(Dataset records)
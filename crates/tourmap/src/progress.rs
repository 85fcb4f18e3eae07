//! Built-in progress sinks.

use std::sync::Mutex;
use tourmap_core::{Category, ProgressReporter, ProgressState};
use tracing::info;

/// Emits every progress event as a structured `info!` log line.
#[derive(Debug, Clone, Copy, Default)]
pub struct TracingProgress;

impl ProgressReporter for TracingProgress {
    fn on_start(&self, total_pages: u32, category: Category) {
        info!(%category, total_pages, "Fetch started");
    }

    fn on_advance(&self, page: u32, total_pages: u32, category: Category) {
        info!(%category, page, total_pages, "Page fetched");
    }

    fn on_reset(&self) {
        info!("Progress reset");
    }
}

/// Keeps the latest [`ProgressState`] for polling.
#[derive(Debug, Default)]
pub struct ProgressTracker {
    state: Mutex<ProgressState>,
}

impl ProgressTracker {
    /// Create a tracker with no progress recorded.
    #[must_use]
    pub fn new() -> Self {
        Self::default()
    }

    /// Returns a copy of the current state.
    #[must_use]
    pub fn snapshot(&self) -> ProgressState {
        self.state.lock().map(|s| *s).unwrap_or_default()
    }

    fn update(&self, f: impl FnOnce(&mut ProgressState)) {
        // A poisoned lock only loses display state.
        if let Ok(mut state) = self.state.lock() {
            f(&mut state);
        }
    }
}

impl ProgressReporter for ProgressTracker {
    fn on_start(&self, total_pages: u32, category: Category) {
        self.update(|s| s.start(category, total_pages));
    }

    fn on_advance(&self, page: u32, total_pages: u32, category: Category) {
        self.update(|s| {
            if s.category != Some(category) {
                s.start(category, total_pages);
            }
            s.advance(page);
        });
    }

    fn on_reset(&self) {
        self.update(ProgressState::reset);
    }
}

#[cfg(test)]
mod tests {
    use super::*;

    #[test]
    fn test_tracker_follows_events() {
        let tracker = ProgressTracker::new();
        tracker.on_start(4, Category::Accommodation);
        tracker.on_advance(1, 4, Category::Accommodation);
        tracker.on_advance(2, 4, Category::Accommodation);

        let state = tracker.snapshot();
        assert_eq!(state.category, Some(Category::Accommodation));
        assert_eq!(state.pages_completed, 2);
        assert_eq!(state.percent(), 50);

        tracker.on_start(1, Category::Restaurant);
        assert_eq!(tracker.snapshot().pages_completed, 0);

        tracker.on_reset();
        assert_eq!(tracker.snapshot(), ProgressState::default());
    }

    #[test]
    fn test_tracing_progress_never_fails() {
        let progress = TracingProgress;
        progress.on_reset();
        progress.on_start(2, Category::Restaurant);
        progress.on_advance(1, 2, Category::Restaurant);
    }
}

WHAT TO WORK ON: Exact duplication is required for the lines above, from the line that contains "s.advance(page);" to the line that contains "tracker.on_advance(2, 4, Category::Accommodation);", inclusive; omit all others.

ANSWER TO THE PROBLEM:
            s.advance(page);
        });
    }

    fn on_reset(&self) {
        self.update(ProgressState::reset);
    }
}

#[cfg(test)]
mod tests {
    use super::*;

    #[test]
    fn test_tracker_follows_events() {
        let tracker = ProgressTracker::new();
        tracker.on_start(4, Category::Accommodation);
        tracker.on_advance(1, 4, Category::Accommodation);
        tracker.on_advance(2, 4, Category::Accommodation);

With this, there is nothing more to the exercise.